#### [WORK ITEM]
Extract, without alteration, each line from the start of the listing to the line bearing "async fn health_check(State(state): State<AppState>)".

#### [MATERIAL FOR THIS TASK]

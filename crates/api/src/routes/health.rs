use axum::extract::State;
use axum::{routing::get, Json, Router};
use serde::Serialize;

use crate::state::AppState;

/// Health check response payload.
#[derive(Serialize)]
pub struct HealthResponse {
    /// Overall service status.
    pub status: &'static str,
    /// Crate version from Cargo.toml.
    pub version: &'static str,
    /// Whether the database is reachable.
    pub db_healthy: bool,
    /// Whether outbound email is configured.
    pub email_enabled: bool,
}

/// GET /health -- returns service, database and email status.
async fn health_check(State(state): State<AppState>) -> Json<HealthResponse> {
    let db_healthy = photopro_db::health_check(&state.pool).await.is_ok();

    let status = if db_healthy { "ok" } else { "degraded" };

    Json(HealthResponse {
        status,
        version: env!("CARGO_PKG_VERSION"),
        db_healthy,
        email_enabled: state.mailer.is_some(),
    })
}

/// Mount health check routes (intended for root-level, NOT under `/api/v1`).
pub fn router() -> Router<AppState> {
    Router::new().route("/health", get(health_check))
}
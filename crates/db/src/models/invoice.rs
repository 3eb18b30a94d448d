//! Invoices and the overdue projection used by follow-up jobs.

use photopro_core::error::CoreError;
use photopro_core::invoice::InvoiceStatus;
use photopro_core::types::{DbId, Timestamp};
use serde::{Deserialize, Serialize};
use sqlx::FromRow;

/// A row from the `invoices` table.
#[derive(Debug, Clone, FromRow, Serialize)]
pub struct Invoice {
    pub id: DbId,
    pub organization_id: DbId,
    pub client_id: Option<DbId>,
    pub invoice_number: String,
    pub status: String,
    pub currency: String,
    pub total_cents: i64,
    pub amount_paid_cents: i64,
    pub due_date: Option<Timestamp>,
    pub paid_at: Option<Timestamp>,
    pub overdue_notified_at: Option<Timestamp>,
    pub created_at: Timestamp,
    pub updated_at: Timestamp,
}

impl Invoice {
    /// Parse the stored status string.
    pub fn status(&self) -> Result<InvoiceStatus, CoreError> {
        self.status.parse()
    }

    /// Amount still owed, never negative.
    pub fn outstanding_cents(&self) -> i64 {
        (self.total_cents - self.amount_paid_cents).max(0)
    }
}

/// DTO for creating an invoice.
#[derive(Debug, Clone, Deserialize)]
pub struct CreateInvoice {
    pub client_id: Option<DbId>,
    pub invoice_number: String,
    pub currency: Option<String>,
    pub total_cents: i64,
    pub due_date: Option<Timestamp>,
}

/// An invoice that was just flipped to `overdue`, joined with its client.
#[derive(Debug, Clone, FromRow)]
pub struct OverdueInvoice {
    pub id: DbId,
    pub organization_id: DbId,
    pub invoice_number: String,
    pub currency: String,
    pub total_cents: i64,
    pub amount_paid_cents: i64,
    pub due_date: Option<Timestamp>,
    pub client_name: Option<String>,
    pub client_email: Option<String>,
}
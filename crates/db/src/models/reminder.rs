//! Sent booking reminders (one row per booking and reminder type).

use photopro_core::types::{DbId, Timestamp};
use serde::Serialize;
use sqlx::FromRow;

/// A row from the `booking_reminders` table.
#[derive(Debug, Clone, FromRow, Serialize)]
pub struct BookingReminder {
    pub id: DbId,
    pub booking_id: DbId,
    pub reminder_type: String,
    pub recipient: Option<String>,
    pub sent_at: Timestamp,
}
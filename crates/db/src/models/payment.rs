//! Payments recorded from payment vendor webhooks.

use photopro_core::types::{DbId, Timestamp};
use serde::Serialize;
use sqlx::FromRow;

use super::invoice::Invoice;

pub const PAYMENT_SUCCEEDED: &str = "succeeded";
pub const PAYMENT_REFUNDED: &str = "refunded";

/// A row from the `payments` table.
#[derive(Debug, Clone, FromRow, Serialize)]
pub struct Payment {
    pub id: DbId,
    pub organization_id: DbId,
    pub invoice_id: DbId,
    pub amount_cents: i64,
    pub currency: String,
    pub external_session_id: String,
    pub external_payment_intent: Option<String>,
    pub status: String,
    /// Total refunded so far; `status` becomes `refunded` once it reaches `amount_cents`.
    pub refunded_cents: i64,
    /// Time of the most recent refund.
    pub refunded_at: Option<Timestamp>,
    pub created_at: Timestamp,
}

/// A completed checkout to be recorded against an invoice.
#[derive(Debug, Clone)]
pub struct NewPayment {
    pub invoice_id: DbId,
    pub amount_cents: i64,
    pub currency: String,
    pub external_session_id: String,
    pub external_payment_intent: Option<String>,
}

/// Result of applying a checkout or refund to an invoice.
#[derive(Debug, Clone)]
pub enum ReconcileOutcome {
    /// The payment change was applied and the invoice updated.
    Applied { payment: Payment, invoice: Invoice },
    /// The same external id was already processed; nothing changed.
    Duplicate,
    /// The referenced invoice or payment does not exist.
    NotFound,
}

#### [TASK RESPONSE]
filename crates/api/src/routes/health.rs
use axum::extract::State;
use axum::{routing::get, Json, Router};
use serde::Serialize;

use crate::state::AppState;

/// Health check response payload.
#[derive(Serialize)]
pub struct HealthResponse {
    /// Overall service status.
    pub status: &'static str,
    /// Crate version from Cargo.toml.
    pub version: &'static str,
    /// Whether the database is reachable.
    pub db_healthy: bool,
    /// Whether outbound email is configured.
    pub email_enabled: bool,
}

/// GET /health -- returns service, database and email status.
async fn health_check(State(state): State<AppState>) -> Json<HealthResponse> {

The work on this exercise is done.